* **Assignment**:
Go through the entries below. Copy out every line that contains "types".

----

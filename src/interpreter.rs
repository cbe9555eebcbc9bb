/// The environment module manages lexical scopes.
///
/// An environment maps names to values and optionally points at the scope
/// enclosing it, forming the scope chain that lookups and rebinding walk.
/// Environments are shared by reference so closures keep their defining
/// scope alive and observe its mutations.
///
/// # Responsibilities
/// - Stores name → value bindings per scope.
/// - Walks outer scopes on lookup and on rebinding.
/// - Supplies fresh enclosed scopes for calls and loops.
pub mod environment;
/// The evaluator module executes AST nodes and computes results.
///
/// The evaluator traverses the AST, evaluates expressions and statements,
/// performs arithmetic and logical operations, manages variable state, and
/// produces results. It is the core execution engine of the interpreter.
///
/// # Responsibilities
/// - Evaluates AST nodes, performing all supported operations.
/// - Handles bindings, closures, control flow and `return` propagation.
/// - Reports runtime errors such as type mismatches or invalid operations.
pub mod evaluator;
/// The lexer module tokenizes source code for further parsing.
///
/// The lexer (tokenizer) reads the raw source text and produces a stream of
/// tokens, each corresponding to meaningful language elements such as
/// numbers, strings, identifiers, operators, delimiters, and keywords. This
/// is the first stage of interpretation.
///
/// # Responsibilities
/// - Converts the input character stream into tokens with source lines.
/// - Handles numeric and string literals, identifiers, and operators.
/// - Surfaces invalid input bytes for the parser to diagnose.
pub mod lexer;
/// The parser module builds the abstract syntax tree (AST) from tokens.
///
/// The parser processes the token stream produced by the lexer and
/// constructs an AST that represents the syntactic structure of expressions
/// and statements. This enables later phases to analyze and execute user
/// code.
///
/// # Responsibilities
/// - Converts tokens into structured AST nodes (expressions, statements).
/// - Resolves operator precedence and associativity (Pratt parsing).
/// - Collects diagnostics with source lines and recovers between
///   statements.
pub mod parser;
/// The value module defines the runtime data types for evaluation.
///
/// This module declares all the value types used during interpretation,
/// such as integers, booleans, strings, arrays, hashes and functions. It
/// also provides hash key derivation, truthiness, type names and the
/// canonical textual rendering of every value.
///
/// # Responsibilities
/// - Defines the `Value` enum and all supported value variants.
/// - Implements equality, display, and hash-key derivation.
/// - Gives arrays and hashes shared, mutable interiors.
pub mod value;
use logos::Logos;

/// Represents a lexical token in the source input.
/// A token is a minimal but meaningful unit of text produced by the lexer.
/// This enum defines all recognized tokens in the language.
#[derive(Logos, Debug, PartialEq, Clone)]
#[logos(extras = LexerExtras)]
pub enum Token {
    /// Integer literal tokens, such as `42`.
    #[regex(r"[0-9]+", parse_integer)]
    Integer(i64),
    /// Boolean literal tokens, such as `true`.
    #[token("true", parse_bool)]
    #[token("false", parse_bool)]
    Bool(bool),
    /// String literal tokens, such as `"hello"`.
    ///
    /// Contents are taken verbatim; no escape sequences are processed.
    /// An unterminated string runs to the end of input.
    #[regex(r#""[^"]*"?"#, parse_string)]
    Str(String),
    /// `fn`
    #[token("fn")]
    Function,
    /// `let`
    #[token("let")]
    Let,
    /// `if`
    #[token("if")]
    If,
    /// `else`
    #[token("else")]
    Else,
    /// `return`
    #[token("return")]
    Return,
    /// `for`
    #[token("for")]
    For,
    /// `in`
    #[token("in")]
    In,
    /// Identifier tokens; variable or function names such as `x` or `add`.
    #[regex(r"[a-zA-Z_][a-zA-Z0-9_]*", |lex| lex.slice().to_string())]
    Identifier(String),
    /// `==`
    #[token("==")]
    EqualEqual,
    /// `!=`
    #[token("!=")]
    BangEqual,
    /// `=`
    #[token("=")]
    Assign,
    /// `+`
    #[token("+")]
    Plus,
    /// `-`
    #[token("-")]
    Minus,
    /// `*`
    #[token("*")]
    Star,
    /// `/`
    #[token("/")]
    Slash,
    /// `\` — reserved; lexed but accepted by no grammar rule.
    #[token("\\")]
    Backslash,
    /// `!`
    #[token("!")]
    Bang,
    /// `<`
    #[token("<")]
    Less,
    /// `>`
    #[token(">")]
    Greater,
    /// `,`
    #[token(",")]
    Comma,
    /// `;`
    #[token(";")]
    Semicolon,
    /// `:`
    #[token(":")]
    Colon,
    /// `(`
    #[token("(")]
    LParen,
    /// `)`
    #[token(")")]
    RParen,
    /// `{`
    #[token("{")]
    LBrace,
    /// `}`
    #[token("}")]
    RBrace,
    /// `[`
    #[token("[")]
    LBracket,
    /// `]`
    #[token("]")]
    RBracket,

    /// Newlines; counted for diagnostics and dropped before parsing.
    #[token("\n", |lex| lex.extras.line += 1)]
    NewLine,
    /// Spaces, tabs and feeds.
    #[regex(r"[ \t\f\r]+", logos::skip)]
    Ignored,
}

/// Additional information carried by the lexer during tokenization.
///
/// Tracks the current line number for error reporting and diagnostics.
/// Incremented as newlines are processed.
#[derive(Default)]
pub struct LexerExtras {
    /// The current line number in the source being tokenized.
    pub line: usize,
}

/// Parses an integer literal from the current token slice.
///
/// # Parameters
/// - `lex`: Reference to the Logos lexer at the current token.
///
/// # Returns
/// - `Some(i64)`: The parsed integer value if successful.
/// - `None`: If the literal does not fit into an `i64`.
fn parse_integer(lex: &logos::Lexer<Token>) -> Option<i64> {
    lex.slice().parse().ok()
}

/// Parses a boolean literal from the current token slice (`true` or `false`).
///
/// # Parameters
/// - `lex`: Reference to the Logos lexer at the current token.
///
/// # Returns
/// - `Some(true)` if the slice is `"true"`.
/// - `Some(false)` if the slice is `"false"`.
/// - `None` otherwise.
fn parse_bool(lex: &logos::Lexer<Token>) -> Option<bool> {
    match lex.slice() {
        "true" => Some(true),
        "false" => Some(false),
        _ => None,
    }
}

/// Extracts the contents of a string literal from the current token slice.
///
/// Strips the delimiting quotes; a missing closing quote means the literal
/// ran to the end of input and everything after the opening quote is kept.
/// Newlines inside the literal are counted towards the line number.
///
/// # Parameters
/// - `lex`: Mutable reference to the Logos lexer at the current token.
///
/// # Returns
/// The literal contents without surrounding quotes.
fn parse_string(lex: &mut logos::Lexer<Token>) -> String {
    let slice = lex.slice();
    lex.extras.line += slice.chars().filter(|&c| c == '\n').count();

    let contents = slice.strip_prefix('"').unwrap_or(slice);
    contents.strip_suffix('"').unwrap_or(contents).to_string()
}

----

* **Exercise response**:
/// The value module defines the runtime data types for evaluation.
/// This module declares all the value types used during interpretation,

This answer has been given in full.